Stored data entries:

============================================================

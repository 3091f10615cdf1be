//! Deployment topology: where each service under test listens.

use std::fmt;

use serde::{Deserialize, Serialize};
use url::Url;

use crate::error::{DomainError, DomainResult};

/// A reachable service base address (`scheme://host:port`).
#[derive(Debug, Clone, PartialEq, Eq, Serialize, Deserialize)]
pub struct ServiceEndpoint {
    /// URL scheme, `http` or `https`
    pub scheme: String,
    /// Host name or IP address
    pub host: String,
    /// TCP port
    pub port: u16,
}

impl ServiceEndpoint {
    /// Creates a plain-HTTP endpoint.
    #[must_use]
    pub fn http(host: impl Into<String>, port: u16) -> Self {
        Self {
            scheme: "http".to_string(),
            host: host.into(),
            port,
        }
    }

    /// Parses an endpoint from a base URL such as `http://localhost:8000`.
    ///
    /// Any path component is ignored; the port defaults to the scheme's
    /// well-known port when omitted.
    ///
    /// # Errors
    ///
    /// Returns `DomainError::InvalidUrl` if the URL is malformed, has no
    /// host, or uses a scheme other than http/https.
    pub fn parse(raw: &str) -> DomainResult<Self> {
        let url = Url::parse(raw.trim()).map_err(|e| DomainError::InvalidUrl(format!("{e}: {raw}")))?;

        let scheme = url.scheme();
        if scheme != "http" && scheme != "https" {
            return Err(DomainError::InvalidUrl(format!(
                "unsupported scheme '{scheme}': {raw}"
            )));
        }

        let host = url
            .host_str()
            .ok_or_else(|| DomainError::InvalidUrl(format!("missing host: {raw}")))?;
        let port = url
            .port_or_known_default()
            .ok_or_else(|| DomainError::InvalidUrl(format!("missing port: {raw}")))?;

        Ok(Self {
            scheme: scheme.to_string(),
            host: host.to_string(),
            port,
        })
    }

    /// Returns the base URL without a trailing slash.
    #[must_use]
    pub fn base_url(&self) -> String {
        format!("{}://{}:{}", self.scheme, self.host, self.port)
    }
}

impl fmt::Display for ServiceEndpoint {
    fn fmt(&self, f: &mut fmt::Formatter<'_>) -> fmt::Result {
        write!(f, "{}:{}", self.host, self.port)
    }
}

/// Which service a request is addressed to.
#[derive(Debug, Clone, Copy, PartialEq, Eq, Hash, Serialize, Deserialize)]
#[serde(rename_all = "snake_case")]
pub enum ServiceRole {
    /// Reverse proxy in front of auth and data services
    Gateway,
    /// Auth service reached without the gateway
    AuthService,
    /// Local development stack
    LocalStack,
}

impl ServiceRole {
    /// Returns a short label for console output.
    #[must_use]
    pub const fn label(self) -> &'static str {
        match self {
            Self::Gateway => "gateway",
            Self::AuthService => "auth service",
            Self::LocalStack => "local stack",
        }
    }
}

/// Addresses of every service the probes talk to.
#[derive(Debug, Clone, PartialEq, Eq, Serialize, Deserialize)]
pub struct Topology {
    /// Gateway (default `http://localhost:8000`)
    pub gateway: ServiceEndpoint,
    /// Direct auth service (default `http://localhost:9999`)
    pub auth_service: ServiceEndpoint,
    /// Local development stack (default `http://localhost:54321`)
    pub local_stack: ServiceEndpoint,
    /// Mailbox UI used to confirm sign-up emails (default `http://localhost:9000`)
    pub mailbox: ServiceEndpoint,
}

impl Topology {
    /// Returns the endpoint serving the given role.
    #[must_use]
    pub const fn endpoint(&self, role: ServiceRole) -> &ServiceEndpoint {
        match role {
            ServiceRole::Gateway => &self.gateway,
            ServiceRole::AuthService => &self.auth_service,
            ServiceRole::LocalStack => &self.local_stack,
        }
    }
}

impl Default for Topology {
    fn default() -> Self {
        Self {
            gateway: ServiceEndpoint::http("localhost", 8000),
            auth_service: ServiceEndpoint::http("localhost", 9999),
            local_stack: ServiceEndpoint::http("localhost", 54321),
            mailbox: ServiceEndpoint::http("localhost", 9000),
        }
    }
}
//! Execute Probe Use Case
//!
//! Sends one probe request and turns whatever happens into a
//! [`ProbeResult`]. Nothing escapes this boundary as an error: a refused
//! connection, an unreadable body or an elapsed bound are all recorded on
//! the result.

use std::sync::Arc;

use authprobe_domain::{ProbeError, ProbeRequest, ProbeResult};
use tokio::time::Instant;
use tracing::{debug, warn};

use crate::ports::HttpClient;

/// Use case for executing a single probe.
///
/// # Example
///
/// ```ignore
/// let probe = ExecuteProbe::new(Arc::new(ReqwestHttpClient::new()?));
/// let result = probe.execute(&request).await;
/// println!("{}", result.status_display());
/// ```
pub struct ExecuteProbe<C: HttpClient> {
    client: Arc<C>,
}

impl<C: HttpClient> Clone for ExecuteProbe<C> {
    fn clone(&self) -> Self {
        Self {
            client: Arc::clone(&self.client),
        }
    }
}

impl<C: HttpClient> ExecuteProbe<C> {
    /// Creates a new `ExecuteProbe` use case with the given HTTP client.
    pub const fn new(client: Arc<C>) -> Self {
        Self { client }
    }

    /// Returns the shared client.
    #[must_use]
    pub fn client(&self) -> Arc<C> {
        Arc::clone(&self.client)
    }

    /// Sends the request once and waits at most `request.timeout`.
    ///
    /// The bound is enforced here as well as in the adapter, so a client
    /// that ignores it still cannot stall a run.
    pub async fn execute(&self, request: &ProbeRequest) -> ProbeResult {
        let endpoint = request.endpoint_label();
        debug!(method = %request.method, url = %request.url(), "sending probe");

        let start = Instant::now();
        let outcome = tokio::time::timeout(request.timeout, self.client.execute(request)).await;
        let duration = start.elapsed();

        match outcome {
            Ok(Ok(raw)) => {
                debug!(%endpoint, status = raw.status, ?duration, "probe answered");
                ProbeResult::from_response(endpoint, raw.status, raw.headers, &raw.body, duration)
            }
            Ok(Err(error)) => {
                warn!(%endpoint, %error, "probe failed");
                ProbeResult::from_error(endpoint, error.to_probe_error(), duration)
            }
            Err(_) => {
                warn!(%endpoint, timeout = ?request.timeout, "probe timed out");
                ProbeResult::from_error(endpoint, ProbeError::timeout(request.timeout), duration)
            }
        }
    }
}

============================================================

Retype every line above with nothing changed.

* _COMPLETED TASK_:
repository 3091f10615cdf1be
//! Deployment topology: where each service under test listens.

use std::fmt;

use serde::{Deserialize, Serialize};
use url::Url;

use crate::error::{DomainError, DomainResult};

/// A reachable service base address (`scheme://host:port`).
#[derive(Debug, Clone, PartialEq, Eq, Serialize, Deserialize)]
pub struct ServiceEndpoint {
    /// URL scheme, `http` or `https`
    pub scheme: String,
    /// Host name or IP address
    pub host: String,
    /// TCP port
    pub port: u16,
}

impl ServiceEndpoint {
    /// Creates a plain-HTTP endpoint.
    #[must_use]
    pub fn http(host: impl Into<String>, port: u16) -> Self {
        Self {
            scheme: "http".to_string(),
            host: host.into(),
            port,
        }
    }

    /// Parses an endpoint from a base URL such as `http://localhost:8000`.
    ///
    /// Any path component is ignored; the port defaults to the scheme's
    /// well-known port when omitted.
    ///
    /// # Errors
    ///
    /// Returns `DomainError::InvalidUrl` if the URL is malformed, has no
    /// host, or uses a scheme other than http/https.
    pub fn parse(raw: &str) -> DomainResult<Self> {
        let url = Url::parse(raw.trim()).map_err(|e| DomainError::InvalidUrl(format!("{e}: {raw}")))?;

        let scheme = url.scheme();
        if scheme != "http" && scheme != "https" {
            return Err(DomainError::InvalidUrl(format!(
                "unsupported scheme '{scheme}': {raw}"
            )));
        }

        let host = url
            .host_str()
            .ok_or_else(|| DomainError::InvalidUrl(format!("missing host: {raw}")))?;
        let port = url
            .port_or_known_default()
            .ok_or_else(|| DomainError::InvalidUrl(format!("missing port: {raw}")))?;

        Ok(Self {
            scheme: scheme.to_string(),
            host: host.to_string(),
            port,
        })
    }

    /// Returns the base URL without a trailing slash.
    #[must_use]
    pub fn base_url(&self) -> String {
        format!("{}://{}:{}", self.scheme, self.host, self.port)
    }
}

impl fmt::Display for ServiceEndpoint {
    fn fmt(&self, f: &mut fmt::Formatter<'_>) -> fmt::Result {
        write!(f, "{}:{}", self.host, self.port)
    }
}

/// Which service a request is addressed to.
#[derive(Debug, Clone, Copy, PartialEq, Eq, Hash, Serialize, Deserialize)]
#[serde(rename_all = "snake_case")]
pub enum ServiceRole {
    /// Reverse proxy in front of auth and data services
    Gateway,
    /// Auth service reached without the gateway
    AuthService,
    /// Local development stack
    LocalStack,
}

impl ServiceRole {
    /// Returns a short label for console output.
    #[must_use]
    pub const fn label(self) -> &'static str {
        match self {
            Self::Gateway => "gateway",
            Self::AuthService => "auth service",
            Self::LocalStack => "local stack",
        }
    }
}

/// Addresses of every service the probes talk to.
#[derive(Debug, Clone, PartialEq, Eq, Serialize, Deserialize)]
pub struct Topology {
    /// Gateway (default `http://localhost:8000`)
    pub gateway: ServiceEndpoint,
    /// Direct auth service (default `http://localhost:9999`)
    pub auth_service: ServiceEndpoint,
    /// Local development stack (default `http://localhost:54321`)
    pub local_stack: ServiceEndpoint,
    /// Mailbox UI used to confirm sign-up emails (default `http://localhost:9000`)
    pub mailbox: ServiceEndpoint,
}

impl Topology {
    /// Returns the endpoint serving the given role.
    #[must_use]
    pub const fn endpoint(&self, role: ServiceRole) -> &ServiceEndpoint {
        match role {
            ServiceRole::Gateway => &self.gateway,
            ServiceRole::AuthService => &self.auth_service,
            ServiceRole::LocalStack => &self.local_stack,
        }
    }
}

impl Default for Topology {
    fn default() -> Self {
        Self {
            gateway: ServiceEndpoint::http("localhost", 8000),
            auth_service: ServiceEndpoint::http("localhost", 9999),
            local_stack: ServiceEndpoint::http("localhost", 54321),
            mailbox: ServiceEndpoint::http("localhost", 9000),
        }
    }
}
//! Execute Probe Use Case
//!
//! Sends one probe request and turns whatever happens into a
//! [`ProbeResult`]. Nothing escapes this boundary as an error: a refused
//! connection, an unreadable body or an elapsed bound are all recorded on
//! the result.

use std::sync::Arc;

use authprobe_domain::{ProbeError, ProbeRequest, ProbeResult};
use tokio::time::Instant;
use tracing::{debug, warn};

use crate::ports::HttpClient;

/// Use case for executing a single probe.
///
/// # Example
///
/// ```ignore
/// let probe = ExecuteProbe::new(Arc::new(ReqwestHttpClient::new()?));
/// let result = probe.execute(&request).await;
/// println!("{}", result.status_display());
/// ```
pub struct ExecuteProbe<C: HttpClient> {
    client: Arc<C>,
}

impl<C: HttpClient> Clone for ExecuteProbe<C> {
    fn clone(&self) -> Self {
        Self {
            client: Arc::clone(&self.client),
        }
    }
}

impl<C: HttpClient> ExecuteProbe<C> {
    /// Creates a new `ExecuteProbe` use case with the given HTTP client.
    pub const fn new(client: Arc<C>) -> Self {
        Self { client }
    }

    /// Returns the shared client.
    #[must_use]
    pub fn client(&self) -> Arc<C> {
        Arc::clone(&self.client)
    }

    /// Sends the request once and waits at most `request.timeout`.
    ///
    /// The bound is enforced here as well as in the adapter, so a client
    /// that ignores it still cannot stall a run.
    pub async fn execute(&self, request: &ProbeRequest) -> ProbeResult {
        let endpoint = request.endpoint_label();
        debug!(method = %request.method, url = %request.url(), "sending probe");

        let start = Instant::now();
        let outcome = tokio::time::timeout(request.timeout, self.client.execute(request)).await;
        let duration = start.elapsed();

        match outcome {
            Ok(Ok(raw)) => {
                debug!(%endpoint, status = raw.status, ?duration, "probe answered");
                ProbeResult::from_response(endpoint, raw.status, raw.headers, &raw.body, duration)
            }
            Ok(Err(error)) => {
                warn!(%endpoint, %error, "probe failed");
                ProbeResult::from_error(endpoint, error.to_probe_error(), duration)
            }
            Err(_) => {
                warn!(%endpoint, timeout = ?request.timeout, "probe timed out");
                ProbeResult::from_error(endpoint, ProbeError::timeout(request.timeout), duration)
            }
        }
    }
}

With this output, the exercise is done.